Check each line of the material for the string "email", and copy the lines that have it.

• _Extracted records_:
+--

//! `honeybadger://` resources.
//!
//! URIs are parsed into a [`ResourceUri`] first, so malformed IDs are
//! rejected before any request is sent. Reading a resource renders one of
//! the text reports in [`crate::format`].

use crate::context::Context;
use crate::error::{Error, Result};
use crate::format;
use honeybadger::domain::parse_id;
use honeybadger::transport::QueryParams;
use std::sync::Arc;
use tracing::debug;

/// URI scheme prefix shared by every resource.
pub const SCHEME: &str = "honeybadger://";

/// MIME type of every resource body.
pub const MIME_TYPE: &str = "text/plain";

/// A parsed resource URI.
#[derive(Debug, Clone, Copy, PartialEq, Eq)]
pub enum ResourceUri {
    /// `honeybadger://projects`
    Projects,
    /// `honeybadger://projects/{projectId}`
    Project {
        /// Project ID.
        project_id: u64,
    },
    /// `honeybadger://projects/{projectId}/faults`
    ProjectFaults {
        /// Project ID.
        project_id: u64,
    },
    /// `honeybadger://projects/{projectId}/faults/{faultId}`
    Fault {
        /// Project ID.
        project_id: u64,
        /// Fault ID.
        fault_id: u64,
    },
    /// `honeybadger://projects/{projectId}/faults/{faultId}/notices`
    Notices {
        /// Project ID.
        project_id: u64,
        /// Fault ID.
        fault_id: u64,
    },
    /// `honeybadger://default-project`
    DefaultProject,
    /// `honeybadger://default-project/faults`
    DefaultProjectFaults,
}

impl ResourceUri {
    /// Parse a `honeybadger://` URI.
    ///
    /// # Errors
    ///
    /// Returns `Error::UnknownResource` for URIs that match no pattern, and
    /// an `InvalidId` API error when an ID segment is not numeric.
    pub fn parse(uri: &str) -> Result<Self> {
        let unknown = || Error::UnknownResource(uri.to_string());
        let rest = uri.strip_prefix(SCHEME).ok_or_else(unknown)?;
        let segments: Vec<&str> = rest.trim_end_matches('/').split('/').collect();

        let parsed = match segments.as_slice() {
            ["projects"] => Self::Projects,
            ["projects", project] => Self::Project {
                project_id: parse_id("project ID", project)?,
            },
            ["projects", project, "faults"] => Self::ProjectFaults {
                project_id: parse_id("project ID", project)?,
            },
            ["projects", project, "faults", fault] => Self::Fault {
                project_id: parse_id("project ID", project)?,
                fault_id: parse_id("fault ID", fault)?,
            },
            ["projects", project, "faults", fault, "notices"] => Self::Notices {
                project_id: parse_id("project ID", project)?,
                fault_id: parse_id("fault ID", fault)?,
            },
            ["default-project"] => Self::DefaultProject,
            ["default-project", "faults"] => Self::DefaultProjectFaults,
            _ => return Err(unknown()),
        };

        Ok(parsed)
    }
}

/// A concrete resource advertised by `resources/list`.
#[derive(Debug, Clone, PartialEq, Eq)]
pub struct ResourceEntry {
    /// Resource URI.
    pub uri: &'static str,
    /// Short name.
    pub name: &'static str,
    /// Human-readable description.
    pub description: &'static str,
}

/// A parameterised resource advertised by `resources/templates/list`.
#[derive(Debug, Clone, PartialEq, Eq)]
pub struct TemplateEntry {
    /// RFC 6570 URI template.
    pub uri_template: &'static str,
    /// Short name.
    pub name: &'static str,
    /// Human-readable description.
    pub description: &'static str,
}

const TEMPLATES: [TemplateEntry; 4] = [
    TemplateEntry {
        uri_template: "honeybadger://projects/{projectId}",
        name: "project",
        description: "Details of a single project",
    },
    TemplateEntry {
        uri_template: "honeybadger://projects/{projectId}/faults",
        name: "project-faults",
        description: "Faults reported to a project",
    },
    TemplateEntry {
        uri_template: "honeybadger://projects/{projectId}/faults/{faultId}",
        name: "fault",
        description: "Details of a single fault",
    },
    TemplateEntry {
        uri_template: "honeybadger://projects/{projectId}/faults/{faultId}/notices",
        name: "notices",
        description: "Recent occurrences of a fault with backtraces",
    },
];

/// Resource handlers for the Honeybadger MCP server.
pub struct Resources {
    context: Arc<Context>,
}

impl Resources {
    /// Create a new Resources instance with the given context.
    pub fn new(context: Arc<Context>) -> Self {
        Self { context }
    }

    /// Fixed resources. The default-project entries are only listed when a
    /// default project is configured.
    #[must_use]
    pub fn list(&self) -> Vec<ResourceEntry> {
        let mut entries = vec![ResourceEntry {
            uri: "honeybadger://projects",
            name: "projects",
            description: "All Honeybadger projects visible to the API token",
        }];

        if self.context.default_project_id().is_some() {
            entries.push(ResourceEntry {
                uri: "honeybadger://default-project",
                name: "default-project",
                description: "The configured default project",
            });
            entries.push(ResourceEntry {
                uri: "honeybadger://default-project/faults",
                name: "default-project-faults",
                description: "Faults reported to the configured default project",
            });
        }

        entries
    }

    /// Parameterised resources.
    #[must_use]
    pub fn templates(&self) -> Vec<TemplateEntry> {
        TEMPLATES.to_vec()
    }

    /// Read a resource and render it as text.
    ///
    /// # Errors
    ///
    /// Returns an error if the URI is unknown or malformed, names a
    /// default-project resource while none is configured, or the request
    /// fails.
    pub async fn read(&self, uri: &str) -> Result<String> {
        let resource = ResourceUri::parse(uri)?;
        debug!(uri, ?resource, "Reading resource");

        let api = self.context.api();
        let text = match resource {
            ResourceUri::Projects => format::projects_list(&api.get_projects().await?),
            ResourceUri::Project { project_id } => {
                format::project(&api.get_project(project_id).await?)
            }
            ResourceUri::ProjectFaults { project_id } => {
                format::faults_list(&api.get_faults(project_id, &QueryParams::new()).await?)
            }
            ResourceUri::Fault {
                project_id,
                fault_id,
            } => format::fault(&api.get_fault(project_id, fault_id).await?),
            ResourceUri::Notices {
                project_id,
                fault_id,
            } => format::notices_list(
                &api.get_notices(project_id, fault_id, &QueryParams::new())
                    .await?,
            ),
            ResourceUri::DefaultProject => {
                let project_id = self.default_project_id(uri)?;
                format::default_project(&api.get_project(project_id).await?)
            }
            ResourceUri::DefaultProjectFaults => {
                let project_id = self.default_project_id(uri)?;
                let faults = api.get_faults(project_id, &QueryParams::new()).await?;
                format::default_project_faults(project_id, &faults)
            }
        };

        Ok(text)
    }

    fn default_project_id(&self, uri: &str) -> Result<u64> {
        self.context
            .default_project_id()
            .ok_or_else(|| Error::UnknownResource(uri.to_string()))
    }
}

+--

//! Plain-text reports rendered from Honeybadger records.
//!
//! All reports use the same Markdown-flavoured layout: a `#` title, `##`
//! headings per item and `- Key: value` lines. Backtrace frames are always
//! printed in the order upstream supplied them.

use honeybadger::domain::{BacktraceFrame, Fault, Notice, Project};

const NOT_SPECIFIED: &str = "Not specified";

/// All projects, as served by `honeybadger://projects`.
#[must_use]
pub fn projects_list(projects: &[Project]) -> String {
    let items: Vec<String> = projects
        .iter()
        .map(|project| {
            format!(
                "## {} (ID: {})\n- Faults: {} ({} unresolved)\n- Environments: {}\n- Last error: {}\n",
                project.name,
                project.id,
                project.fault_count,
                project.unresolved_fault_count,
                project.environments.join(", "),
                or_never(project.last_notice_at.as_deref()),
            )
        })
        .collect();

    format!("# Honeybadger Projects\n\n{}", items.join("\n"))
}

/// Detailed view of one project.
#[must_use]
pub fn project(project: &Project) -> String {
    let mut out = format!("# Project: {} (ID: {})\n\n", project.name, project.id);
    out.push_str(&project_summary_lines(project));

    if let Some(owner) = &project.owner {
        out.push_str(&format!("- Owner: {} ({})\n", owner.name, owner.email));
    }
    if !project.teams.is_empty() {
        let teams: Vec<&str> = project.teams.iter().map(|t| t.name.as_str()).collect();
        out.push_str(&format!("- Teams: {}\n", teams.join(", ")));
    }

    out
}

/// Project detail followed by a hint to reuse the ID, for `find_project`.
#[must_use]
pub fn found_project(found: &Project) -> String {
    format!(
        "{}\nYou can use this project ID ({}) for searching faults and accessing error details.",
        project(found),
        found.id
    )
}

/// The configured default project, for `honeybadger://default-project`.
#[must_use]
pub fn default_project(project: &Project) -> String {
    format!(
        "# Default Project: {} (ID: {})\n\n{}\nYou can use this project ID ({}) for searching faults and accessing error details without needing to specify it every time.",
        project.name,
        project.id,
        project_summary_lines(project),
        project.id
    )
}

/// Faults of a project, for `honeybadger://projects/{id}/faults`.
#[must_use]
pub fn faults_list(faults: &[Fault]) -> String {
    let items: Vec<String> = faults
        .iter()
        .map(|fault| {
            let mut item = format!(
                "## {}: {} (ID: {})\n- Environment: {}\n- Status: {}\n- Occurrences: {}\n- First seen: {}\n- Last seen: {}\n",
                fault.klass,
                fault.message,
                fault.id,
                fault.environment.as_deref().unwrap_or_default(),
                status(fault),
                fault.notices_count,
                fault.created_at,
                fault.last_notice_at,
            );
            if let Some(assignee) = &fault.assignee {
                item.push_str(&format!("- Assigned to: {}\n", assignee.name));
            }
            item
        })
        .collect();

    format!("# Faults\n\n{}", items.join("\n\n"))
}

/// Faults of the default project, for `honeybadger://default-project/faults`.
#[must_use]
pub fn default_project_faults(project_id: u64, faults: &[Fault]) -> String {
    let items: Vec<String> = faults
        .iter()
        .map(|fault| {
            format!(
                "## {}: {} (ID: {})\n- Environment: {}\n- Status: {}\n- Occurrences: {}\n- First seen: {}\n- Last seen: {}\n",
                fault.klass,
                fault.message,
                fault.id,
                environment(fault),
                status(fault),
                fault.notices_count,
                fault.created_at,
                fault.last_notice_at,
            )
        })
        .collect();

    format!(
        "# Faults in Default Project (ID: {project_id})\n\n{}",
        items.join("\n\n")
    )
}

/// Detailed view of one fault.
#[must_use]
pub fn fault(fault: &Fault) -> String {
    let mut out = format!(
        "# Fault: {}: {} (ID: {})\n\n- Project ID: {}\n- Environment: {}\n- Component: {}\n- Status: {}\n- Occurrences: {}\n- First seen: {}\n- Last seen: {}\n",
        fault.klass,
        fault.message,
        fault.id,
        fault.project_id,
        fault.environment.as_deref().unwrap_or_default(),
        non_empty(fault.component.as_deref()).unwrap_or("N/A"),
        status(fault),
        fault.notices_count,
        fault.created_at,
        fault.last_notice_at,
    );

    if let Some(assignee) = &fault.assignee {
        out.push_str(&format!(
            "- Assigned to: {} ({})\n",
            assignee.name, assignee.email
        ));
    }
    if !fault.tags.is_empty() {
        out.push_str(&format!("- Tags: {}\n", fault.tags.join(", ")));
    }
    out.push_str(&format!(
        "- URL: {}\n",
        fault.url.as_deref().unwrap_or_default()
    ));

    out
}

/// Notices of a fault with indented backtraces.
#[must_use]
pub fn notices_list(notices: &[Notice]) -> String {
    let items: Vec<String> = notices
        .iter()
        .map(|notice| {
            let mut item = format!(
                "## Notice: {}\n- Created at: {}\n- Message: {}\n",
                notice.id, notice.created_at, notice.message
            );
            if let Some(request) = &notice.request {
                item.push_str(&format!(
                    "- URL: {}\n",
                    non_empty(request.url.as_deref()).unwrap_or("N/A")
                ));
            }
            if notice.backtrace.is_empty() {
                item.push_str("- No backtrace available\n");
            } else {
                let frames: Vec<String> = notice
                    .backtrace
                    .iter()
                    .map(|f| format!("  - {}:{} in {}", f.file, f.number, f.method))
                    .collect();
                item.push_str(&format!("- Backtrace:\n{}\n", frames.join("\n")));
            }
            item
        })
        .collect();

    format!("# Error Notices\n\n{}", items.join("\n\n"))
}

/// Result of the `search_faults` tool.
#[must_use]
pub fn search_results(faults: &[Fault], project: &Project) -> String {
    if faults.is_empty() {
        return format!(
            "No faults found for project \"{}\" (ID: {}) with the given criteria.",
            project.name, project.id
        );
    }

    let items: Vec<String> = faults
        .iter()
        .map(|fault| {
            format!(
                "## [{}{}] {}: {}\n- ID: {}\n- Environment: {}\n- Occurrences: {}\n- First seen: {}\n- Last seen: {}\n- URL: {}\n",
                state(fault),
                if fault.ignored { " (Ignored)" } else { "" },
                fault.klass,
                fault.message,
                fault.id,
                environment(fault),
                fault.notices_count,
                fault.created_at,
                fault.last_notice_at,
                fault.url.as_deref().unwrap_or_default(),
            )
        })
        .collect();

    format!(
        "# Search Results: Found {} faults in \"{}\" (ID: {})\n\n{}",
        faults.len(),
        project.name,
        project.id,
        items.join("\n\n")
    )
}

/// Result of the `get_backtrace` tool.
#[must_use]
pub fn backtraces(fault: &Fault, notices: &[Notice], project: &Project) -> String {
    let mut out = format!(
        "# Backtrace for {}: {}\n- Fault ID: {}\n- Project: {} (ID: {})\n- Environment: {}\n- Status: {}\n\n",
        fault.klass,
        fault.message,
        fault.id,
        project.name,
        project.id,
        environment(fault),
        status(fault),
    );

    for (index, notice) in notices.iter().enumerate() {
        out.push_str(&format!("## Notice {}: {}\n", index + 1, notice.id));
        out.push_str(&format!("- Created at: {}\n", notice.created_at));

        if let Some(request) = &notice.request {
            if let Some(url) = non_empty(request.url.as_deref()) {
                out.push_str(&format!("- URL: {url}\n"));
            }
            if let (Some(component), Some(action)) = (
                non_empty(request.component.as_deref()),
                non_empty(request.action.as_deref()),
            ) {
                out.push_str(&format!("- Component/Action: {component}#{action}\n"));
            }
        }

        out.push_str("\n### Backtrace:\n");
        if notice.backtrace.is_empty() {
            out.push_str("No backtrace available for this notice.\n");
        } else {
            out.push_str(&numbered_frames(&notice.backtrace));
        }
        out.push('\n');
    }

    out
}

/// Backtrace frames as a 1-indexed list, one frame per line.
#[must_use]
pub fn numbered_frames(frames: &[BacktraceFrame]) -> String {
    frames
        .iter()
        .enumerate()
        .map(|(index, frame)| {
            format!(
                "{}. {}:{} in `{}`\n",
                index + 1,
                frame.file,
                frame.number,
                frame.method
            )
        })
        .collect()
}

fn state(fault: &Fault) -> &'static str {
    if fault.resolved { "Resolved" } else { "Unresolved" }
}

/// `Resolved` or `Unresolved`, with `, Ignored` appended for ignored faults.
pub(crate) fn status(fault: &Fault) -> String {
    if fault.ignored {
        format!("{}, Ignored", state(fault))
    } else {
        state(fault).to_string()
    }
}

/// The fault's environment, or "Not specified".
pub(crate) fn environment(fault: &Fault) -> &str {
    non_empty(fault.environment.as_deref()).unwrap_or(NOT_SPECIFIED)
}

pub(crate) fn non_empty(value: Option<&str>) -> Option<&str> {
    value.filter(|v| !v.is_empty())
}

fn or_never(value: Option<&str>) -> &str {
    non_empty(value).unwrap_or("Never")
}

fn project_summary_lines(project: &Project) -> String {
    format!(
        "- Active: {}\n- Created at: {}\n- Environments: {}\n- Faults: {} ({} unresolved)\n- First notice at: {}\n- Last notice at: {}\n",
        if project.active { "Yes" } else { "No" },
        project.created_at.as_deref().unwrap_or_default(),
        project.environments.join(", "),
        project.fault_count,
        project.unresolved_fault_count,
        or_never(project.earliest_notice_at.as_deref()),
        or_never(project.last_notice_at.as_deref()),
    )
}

+--

• _Response to the exercise_:
        out.push_str(&format!("- Owner: {} ({})\n", owner.name, owner.email));
            assignee.name, assignee.email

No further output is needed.